These computer program instructions may be provided to a processor
of a general purpose computer, special purpose computer, or other
programmable data processing apparatus to produce a machine, such
that the instructions, which execute via the processor of the
computer or other programmable data processing apparatus, create
means for implementing the functions/acts specified in the
flowchart and/or block diagram block or blocks.
[0059] These computer program instructions may also be stored in a
computer readable medium that can direct a computer, other
programmable data processing apparatus, or other devices to
function in a particular manner, such that the instructions stored
in the computer readable medium produce an article of manufacture
including instructions which implement the function/act specified
in the flowchart and/or block diagram block or blocks.
[0060] The computer program instructions may also be loaded onto a
computer, other programmable data processing apparatus, or other
devices to cause a series of operational steps to be performed on
the computer, other programmable apparatus or other devices to
produce a computer implemented process such that the instructions
which execute on the computer or other programmable apparatus
provide processes for implementing the functions/acts specified in
the flowchart and/or block diagram block or blocks.
[0061] The flowchart and block diagrams in the Figures illustrate
the architecture, functionality, and operation of possible
implementations of systems, methods and computer program products
according to various embodiments of the present invention. In this
regard, each block in the flowchart or block diagrams may represent
a module, segment, or portion of code, which comprises one or more
executable instructions for implementing the specified logical
function(s).

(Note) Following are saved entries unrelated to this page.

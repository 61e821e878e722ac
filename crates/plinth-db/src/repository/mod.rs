//! SurrealDB repository implementations.

mod tenant;
mod user;

pub use tenant::SurrealTenantRepository;
pub use user::SurrealUserRepository;
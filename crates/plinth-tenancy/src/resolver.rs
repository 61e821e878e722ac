//! Host to tenant resolution.

use std::sync::Arc;

use chrono::Utc;
use plinth_core::error::{PlinthError, PlinthResult};
use plinth_core::models::tenant::{Tenant, TenantContext, TenantStatus};
use plinth_core::repository::TenantRepository;
use tracing::{debug, warn};

use crate::host::normalize_host;

/// Maps an inbound host name to an active tenant.
pub struct TenantResolver<R> {
    tenants: Arc<R>,
}

impl<R> Clone for TenantResolver<R> {
    fn clone(&self) -> Self {
        Self {
            tenants: Arc::clone(&self.tenants),
        }
    }
}

impl<R: TenantRepository + 'static> TenantResolver<R> {
    pub fn new(tenants: Arc<R>) -> Self {
        Self { tenants }
    }

    /// Resolve `host` to the context of an active tenant.
    ///
    /// Hosts with three or more labels are looked up both as
    /// `<subdomain>.<base>` and as an exact domain, concurrently. Rather
    /// than falling back to the exact domain only when the subdomain
    /// misses, an exact domain owned by a different tenant always wins
    /// over a subdomain label, so one tenant's label can never capture
    /// another tenant's domain. Status and trial checks run before
    /// anything touches the tenant's own database.
    pub async fn resolve(&self, host: &str) -> PlinthResult<TenantContext> {
        let host = normalize_host(host);
        let tenant = self.lookup(&host).await?;

        match tenant.status {
            TenantStatus::Active => {}
            TenantStatus::Suspended => {
                return Err(PlinthError::TenantSuspended {
                    domain: tenant.domain,
                });
            }
            // A tenant still being provisioned is not serving yet.
            TenantStatus::Inactive | TenantStatus::Provisioning => {
                return Err(PlinthError::TenantInactive {
                    domain: tenant.domain,
                });
            }
        }

        if tenant.trial_expired_at(Utc::now()) {
            return Err(PlinthError::TrialExpired {
                domain: tenant.domain,
            });
        }

        self.touch(tenant.id);
        Ok(TenantContext::from(&tenant))
    }

    /// Like [`resolve`](Self::resolve), but any failure yields `None`.
    pub async fn resolve_soft(&self, host: &str) -> Option<TenantContext> {
        match self.resolve(host).await {
            Ok(ctx) => Some(ctx),
            Err(e) => {
                debug!(host = %host, error = %e, "Proceeding without tenant context");
                None
            }
        }
    }

    async fn lookup(&self, host: &str) -> PlinthResult<Tenant> {
        if host.is_empty() {
            return Err(PlinthError::TenantNotFound {
                host: String::new(),
                hint: "the request carried no Host header".into(),
            });
        }

        let labels: Vec<&str> = host.split('.').collect();
        let (by_domain, by_subdomain) = if labels.len() >= 3 {
            tokio::try_join!(
                self.tenants.find_by_domain(host),
                self.tenants.find_by_subdomain(labels[0]),
            )?
        } else {
            (self.tenants.find_by_domain(host).await?, None)
        };

        match (by_domain, by_subdomain) {
            (Some(tenant), _) | (None, Some(tenant)) => Ok(tenant),
            (None, None) => {
                let mut hint = format!("no tenant has domain '{host}'");
                if labels.len() >= 3 {
                    hint.push_str(&format!(" or subdomain '{}'", labels[0]));
                }
                hint.push_str(
                    "; check that the tenant has been provisioned and that DNS \
                     for this host points at this server",
                );
                Err(PlinthError::TenantNotFound {
                    host: host.to_string(),
                    hint,
                })
            }
        }
    }

    fn touch(&self, tenant_id: uuid::Uuid) {
        let tenants = Arc::clone(&self.tenants);
        tokio::spawn(async move {
            if let Err(e) = tenants.touch_last_activity(tenant_id).await {
                warn!(tenant_id = %tenant_id, error = %e, "Failed to record tenant activity");
            }
        });
    }
}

It should also be noted that, in some alternative
implementations, the functions noted in the block may occur out of
the order noted in the figures. For example, two blocks shown in
succession may, in fact, be executed substantially concurrently, or
the blocks may sometimes be executed in the reverse order,
depending upon the functionality involved. It will also be noted
that each block of the block diagrams and/or flowchart
illustration, and combinations of blocks in the block diagrams
and/or flowchart illustration, can be implemented by special
purpose hardware-based systems that perform the specified functions
or acts, or combinations of special purpose hardware and computer
instructions.
[0062] While the preferred embodiments to the invention has been
described, it will be understood that those skilled in the art,
both now and in the future, may make various improvements and
enhancements which fall within the scope of the claims which
follow. Thus, the claims should be construed to maintain the proper
protection for the invention first described.
* * * * *